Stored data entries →
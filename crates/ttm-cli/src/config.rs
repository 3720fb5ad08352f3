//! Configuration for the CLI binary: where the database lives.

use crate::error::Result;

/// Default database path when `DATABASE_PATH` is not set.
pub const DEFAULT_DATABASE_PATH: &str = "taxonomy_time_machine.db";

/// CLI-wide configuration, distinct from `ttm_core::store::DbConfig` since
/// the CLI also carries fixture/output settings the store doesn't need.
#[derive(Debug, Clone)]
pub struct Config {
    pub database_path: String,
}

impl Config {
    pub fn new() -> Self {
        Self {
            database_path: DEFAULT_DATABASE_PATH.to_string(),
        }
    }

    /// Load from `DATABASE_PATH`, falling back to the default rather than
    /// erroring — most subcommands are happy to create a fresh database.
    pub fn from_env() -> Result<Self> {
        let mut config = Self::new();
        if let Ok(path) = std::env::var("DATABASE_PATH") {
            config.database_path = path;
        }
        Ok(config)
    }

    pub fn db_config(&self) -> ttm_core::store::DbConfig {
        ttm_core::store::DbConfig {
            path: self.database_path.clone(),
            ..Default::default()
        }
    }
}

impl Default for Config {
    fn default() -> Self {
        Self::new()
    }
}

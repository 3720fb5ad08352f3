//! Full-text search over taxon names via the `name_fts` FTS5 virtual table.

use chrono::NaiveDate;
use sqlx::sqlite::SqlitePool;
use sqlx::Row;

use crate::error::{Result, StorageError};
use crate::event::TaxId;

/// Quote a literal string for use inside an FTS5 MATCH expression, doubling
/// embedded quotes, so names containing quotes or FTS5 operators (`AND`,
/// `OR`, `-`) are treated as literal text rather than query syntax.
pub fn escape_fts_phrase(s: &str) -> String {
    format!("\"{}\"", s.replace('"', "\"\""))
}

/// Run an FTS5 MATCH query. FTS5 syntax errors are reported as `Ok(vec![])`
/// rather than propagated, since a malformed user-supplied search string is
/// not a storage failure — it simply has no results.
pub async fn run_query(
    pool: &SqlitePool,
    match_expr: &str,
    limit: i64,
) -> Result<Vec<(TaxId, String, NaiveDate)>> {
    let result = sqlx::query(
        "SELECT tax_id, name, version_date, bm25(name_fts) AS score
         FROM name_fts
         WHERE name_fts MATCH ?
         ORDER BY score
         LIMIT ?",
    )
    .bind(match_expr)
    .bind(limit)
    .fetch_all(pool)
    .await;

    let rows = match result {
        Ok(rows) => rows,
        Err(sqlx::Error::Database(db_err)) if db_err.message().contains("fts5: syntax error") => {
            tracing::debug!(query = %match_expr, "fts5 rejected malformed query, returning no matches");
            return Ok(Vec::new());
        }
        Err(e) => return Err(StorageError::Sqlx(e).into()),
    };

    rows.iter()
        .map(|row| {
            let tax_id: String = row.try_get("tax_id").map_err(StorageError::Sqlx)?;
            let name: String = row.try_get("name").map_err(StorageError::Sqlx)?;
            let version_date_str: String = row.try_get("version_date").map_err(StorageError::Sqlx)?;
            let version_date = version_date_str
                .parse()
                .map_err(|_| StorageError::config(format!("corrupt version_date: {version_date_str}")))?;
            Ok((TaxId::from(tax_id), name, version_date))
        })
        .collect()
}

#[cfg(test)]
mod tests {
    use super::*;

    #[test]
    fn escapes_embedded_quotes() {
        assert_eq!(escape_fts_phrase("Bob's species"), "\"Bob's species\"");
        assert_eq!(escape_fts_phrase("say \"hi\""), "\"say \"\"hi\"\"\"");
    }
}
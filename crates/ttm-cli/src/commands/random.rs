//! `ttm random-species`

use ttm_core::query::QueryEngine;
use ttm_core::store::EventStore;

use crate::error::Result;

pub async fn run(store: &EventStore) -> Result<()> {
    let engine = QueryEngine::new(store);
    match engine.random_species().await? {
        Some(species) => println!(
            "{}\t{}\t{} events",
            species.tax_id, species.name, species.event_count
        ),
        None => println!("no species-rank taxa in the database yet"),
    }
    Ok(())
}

Task →
Word for word, set down the lines from the beginning of the records through the line that holds "let mut config = Self::new();". Leave out the rest.

Solution →
filename crates/ttm-cli/src/config.rs
repository 3720fb5ad08352f3
//! Configuration for the CLI binary: where the database lives.

use crate::error::Result;

/// Default database path when `DATABASE_PATH` is not set.
pub const DEFAULT_DATABASE_PATH: &str = "taxonomy_time_machine.db";

/// CLI-wide configuration, distinct from `ttm_core::store::DbConfig` since
/// the CLI also carries fixture/output settings the store doesn't need.
#[derive(Debug, Clone)]
pub struct Config {
    pub database_path: String,
}

impl Config {
    pub fn new() -> Self {
        Self {
            database_path: DEFAULT_DATABASE_PATH.to_string(),
        }
    }

    /// Load from `DATABASE_PATH`, falling back to the default rather than
    /// erroring — most subcommands are happy to create a fresh database.
    pub fn from_env() -> Result<Self> {
        let mut config = Self::new();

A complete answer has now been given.